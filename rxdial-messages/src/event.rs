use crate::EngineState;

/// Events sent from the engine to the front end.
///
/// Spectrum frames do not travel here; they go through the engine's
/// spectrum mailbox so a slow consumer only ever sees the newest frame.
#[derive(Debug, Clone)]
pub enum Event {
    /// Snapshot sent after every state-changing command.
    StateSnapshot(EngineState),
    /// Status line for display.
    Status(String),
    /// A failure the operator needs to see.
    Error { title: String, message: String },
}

━━━━━━━━

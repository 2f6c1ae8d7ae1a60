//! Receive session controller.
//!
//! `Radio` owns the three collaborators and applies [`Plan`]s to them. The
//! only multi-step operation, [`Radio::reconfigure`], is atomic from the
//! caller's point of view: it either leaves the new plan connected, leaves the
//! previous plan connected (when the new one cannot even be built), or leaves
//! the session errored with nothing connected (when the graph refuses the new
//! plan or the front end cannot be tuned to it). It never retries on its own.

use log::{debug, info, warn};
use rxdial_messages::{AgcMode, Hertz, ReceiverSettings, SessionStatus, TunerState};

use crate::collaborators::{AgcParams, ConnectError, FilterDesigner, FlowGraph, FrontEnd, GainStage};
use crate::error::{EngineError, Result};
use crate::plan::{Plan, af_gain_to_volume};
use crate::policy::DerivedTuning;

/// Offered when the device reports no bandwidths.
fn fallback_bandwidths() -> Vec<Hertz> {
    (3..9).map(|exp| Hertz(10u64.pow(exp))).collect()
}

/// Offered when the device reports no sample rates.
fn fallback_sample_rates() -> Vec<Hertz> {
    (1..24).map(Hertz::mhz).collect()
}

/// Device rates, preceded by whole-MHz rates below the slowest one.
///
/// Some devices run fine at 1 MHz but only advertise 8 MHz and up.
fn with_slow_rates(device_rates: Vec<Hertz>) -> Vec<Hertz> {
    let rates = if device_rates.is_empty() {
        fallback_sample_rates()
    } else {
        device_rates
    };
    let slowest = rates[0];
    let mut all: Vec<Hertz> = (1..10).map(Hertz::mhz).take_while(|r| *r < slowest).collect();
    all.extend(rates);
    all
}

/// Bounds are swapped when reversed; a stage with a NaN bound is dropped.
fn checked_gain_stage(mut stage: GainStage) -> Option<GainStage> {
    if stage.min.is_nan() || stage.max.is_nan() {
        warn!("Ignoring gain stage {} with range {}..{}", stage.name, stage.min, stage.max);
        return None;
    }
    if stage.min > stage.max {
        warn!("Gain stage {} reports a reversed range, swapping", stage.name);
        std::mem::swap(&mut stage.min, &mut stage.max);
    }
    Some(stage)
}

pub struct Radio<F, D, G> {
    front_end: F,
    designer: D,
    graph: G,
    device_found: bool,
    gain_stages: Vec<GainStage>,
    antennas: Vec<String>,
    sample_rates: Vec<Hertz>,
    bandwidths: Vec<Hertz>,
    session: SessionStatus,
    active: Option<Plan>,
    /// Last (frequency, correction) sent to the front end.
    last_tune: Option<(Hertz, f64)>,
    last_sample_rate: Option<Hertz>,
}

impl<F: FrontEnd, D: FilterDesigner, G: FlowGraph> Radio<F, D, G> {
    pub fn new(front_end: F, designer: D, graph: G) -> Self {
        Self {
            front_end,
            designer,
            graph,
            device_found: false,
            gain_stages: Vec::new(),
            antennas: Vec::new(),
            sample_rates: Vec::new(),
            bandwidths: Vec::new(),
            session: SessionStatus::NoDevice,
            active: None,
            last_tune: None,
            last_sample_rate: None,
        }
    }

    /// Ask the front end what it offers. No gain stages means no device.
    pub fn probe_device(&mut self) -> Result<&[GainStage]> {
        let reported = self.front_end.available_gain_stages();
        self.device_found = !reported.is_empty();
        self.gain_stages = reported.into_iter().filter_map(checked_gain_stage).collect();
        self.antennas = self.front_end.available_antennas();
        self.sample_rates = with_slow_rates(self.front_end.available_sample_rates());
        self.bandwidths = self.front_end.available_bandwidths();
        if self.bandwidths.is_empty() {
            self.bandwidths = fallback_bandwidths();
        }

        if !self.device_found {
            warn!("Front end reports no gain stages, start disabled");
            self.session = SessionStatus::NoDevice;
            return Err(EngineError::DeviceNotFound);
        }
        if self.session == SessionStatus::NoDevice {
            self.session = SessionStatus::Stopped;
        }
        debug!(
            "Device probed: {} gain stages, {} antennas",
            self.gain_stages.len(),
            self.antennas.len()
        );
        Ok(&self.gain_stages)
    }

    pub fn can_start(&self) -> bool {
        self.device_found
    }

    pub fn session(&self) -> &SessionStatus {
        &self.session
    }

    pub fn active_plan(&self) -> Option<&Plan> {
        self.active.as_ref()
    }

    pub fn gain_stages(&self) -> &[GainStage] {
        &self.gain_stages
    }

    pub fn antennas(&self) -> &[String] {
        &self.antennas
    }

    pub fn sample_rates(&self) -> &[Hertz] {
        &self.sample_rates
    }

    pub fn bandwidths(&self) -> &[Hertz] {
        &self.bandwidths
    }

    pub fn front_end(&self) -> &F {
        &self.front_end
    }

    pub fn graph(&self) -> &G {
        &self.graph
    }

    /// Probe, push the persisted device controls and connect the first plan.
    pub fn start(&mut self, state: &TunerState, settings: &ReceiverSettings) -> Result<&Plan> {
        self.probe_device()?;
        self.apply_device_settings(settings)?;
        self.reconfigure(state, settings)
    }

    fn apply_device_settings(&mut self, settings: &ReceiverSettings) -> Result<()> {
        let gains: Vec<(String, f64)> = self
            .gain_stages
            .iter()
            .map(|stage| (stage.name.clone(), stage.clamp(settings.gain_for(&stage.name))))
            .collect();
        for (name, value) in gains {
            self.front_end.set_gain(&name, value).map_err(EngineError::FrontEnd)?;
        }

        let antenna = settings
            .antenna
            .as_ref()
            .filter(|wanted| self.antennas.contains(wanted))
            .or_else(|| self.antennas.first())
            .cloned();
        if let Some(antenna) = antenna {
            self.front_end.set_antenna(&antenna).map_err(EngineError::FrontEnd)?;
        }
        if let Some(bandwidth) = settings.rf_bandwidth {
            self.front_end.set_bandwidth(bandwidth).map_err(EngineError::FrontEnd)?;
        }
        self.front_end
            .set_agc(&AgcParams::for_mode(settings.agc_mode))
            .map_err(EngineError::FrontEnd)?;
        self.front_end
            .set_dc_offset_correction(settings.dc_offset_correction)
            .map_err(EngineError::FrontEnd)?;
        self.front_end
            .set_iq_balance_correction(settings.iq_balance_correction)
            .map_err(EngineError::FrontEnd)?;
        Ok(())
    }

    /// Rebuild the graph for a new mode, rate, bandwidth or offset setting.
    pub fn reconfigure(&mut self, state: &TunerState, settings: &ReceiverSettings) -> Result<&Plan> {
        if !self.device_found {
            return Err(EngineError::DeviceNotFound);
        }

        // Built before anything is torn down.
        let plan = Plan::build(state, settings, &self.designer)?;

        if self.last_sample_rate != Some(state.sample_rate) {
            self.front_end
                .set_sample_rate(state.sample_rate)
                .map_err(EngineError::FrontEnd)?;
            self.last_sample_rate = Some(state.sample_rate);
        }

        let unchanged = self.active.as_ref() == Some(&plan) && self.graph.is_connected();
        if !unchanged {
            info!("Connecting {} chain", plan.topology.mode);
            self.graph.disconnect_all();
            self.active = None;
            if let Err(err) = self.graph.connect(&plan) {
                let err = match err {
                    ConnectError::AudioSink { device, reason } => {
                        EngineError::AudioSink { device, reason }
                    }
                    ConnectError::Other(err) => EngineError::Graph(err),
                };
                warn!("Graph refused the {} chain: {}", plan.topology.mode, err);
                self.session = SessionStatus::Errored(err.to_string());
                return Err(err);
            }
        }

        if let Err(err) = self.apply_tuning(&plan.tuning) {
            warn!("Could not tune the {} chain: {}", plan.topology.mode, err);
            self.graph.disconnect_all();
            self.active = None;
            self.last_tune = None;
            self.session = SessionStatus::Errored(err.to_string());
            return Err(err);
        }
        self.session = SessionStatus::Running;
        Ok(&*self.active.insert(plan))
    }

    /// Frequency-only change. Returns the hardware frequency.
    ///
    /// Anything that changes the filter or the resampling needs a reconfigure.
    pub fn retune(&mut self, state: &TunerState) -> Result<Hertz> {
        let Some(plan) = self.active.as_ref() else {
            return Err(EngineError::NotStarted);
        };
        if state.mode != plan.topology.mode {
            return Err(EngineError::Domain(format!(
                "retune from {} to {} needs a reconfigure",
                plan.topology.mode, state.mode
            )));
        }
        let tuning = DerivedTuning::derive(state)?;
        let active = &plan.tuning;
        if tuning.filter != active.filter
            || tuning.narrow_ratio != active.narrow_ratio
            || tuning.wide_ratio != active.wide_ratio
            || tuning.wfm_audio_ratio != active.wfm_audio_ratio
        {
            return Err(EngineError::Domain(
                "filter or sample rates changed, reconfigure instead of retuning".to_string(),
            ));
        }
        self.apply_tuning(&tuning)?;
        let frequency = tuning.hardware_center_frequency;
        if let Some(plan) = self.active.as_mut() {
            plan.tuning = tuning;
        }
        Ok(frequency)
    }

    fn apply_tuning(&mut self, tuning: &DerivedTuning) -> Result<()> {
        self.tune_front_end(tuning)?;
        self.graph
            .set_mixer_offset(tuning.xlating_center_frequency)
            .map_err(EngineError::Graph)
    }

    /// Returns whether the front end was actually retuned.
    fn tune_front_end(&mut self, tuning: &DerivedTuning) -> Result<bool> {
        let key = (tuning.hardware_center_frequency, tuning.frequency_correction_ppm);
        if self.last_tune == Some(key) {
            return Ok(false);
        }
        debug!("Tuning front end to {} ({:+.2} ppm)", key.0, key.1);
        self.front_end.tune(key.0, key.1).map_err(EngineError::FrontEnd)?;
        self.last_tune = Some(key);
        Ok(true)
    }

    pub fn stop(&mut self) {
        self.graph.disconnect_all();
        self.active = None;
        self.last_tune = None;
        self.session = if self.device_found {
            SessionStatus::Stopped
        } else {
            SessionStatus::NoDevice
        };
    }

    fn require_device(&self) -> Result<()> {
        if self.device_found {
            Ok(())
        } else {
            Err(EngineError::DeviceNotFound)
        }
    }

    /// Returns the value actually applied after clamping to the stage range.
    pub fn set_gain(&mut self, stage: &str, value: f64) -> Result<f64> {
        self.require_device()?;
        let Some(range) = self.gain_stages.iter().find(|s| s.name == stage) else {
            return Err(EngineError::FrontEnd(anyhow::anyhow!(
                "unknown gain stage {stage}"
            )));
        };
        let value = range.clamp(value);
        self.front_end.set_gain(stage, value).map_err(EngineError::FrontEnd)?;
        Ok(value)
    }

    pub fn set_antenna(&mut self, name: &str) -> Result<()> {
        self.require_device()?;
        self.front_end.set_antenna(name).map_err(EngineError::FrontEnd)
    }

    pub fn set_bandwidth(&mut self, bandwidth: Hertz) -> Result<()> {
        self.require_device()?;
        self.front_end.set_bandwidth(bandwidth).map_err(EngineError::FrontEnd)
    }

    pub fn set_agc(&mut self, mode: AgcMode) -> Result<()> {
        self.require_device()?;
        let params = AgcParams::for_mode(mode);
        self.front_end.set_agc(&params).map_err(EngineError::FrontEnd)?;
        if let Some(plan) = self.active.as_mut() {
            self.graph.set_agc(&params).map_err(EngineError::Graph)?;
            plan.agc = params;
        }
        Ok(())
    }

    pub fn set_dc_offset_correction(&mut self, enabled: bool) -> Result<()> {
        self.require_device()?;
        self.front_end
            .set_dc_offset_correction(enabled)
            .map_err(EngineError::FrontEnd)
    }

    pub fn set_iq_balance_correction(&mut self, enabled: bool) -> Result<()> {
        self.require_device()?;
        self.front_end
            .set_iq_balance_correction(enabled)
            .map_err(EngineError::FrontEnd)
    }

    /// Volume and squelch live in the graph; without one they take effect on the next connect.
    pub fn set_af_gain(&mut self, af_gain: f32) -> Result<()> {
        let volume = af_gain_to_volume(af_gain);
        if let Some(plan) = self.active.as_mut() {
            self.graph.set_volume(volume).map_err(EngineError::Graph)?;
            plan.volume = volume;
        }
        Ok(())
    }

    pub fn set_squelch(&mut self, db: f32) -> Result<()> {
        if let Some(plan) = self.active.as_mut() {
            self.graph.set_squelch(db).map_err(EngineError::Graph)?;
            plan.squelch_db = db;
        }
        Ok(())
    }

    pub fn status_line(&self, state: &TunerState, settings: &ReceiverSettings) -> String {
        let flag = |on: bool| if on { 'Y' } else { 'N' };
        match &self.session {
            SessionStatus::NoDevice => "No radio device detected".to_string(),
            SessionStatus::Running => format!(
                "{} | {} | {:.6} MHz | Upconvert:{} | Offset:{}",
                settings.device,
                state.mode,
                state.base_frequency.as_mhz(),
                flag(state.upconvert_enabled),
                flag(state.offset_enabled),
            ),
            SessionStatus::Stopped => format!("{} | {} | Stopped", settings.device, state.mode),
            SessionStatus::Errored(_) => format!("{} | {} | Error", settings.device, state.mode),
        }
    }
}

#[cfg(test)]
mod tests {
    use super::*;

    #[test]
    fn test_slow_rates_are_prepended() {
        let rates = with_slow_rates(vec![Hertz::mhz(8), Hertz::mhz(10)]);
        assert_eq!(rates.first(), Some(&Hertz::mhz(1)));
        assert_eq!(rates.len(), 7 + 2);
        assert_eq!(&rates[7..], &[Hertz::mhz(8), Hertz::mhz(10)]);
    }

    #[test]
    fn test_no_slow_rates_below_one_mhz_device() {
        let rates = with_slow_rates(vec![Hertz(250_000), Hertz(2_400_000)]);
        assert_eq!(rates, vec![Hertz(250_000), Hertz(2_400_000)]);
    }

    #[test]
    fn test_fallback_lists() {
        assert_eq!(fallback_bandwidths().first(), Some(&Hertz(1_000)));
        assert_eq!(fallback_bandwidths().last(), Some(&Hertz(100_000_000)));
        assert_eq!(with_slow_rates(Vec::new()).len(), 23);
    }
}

━━━━━━━━

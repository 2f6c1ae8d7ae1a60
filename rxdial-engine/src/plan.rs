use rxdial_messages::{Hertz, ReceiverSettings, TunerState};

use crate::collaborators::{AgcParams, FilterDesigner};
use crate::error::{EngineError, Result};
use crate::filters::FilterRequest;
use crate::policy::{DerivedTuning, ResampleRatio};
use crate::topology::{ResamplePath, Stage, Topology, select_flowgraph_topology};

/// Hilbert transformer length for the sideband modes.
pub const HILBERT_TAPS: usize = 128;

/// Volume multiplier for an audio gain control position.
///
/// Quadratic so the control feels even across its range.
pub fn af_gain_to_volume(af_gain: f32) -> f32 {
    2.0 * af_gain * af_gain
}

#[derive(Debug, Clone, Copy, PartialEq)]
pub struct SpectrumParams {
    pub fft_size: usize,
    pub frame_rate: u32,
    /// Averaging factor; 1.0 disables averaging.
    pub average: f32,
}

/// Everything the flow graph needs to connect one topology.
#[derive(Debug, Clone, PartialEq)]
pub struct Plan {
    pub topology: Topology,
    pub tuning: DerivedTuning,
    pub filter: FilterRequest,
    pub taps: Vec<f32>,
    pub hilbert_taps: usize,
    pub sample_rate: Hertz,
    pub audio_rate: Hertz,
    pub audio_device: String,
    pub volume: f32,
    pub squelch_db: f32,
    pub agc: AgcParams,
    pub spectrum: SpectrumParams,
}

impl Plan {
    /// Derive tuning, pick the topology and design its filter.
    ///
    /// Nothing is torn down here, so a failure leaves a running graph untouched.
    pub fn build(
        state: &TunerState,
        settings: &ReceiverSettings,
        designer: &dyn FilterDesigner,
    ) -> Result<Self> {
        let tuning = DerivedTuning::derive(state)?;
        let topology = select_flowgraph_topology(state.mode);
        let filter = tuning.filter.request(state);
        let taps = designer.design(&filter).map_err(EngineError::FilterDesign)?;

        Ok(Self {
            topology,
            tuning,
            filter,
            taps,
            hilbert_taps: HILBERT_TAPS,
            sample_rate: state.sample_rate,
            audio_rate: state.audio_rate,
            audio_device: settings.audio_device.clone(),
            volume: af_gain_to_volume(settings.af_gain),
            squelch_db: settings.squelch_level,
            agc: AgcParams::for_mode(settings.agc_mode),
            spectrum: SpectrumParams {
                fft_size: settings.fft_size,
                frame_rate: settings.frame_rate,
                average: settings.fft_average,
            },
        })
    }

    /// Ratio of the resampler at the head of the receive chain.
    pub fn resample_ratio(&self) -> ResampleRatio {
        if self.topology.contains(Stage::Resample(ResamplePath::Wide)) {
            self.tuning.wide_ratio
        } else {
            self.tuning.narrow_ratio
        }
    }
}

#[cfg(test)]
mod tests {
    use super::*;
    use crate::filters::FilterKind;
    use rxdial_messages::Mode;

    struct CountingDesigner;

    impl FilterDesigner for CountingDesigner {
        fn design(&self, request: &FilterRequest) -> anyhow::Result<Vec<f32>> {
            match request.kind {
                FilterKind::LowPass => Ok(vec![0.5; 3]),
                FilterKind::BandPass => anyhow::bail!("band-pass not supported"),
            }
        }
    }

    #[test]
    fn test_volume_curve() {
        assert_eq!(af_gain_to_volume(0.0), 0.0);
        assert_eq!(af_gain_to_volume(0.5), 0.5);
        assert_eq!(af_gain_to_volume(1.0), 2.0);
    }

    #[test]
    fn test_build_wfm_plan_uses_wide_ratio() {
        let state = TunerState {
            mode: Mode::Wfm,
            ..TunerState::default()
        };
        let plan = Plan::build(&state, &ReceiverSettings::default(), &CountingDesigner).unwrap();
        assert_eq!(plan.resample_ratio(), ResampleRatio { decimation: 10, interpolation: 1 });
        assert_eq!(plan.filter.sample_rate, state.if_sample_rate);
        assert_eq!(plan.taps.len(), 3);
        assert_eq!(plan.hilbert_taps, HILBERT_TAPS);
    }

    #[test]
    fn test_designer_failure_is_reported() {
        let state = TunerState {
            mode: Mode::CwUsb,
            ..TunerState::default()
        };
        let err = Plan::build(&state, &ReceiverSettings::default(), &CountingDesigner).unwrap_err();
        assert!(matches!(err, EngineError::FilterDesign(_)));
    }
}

━━━━━━━━

**Prompt:** Look for the string "usize" in the data above and return every line that has it.

**Response box:**
pub const HILBERT_TAPS: usize = 128;
    pub fft_size: usize,
    pub hilbert_taps: usize,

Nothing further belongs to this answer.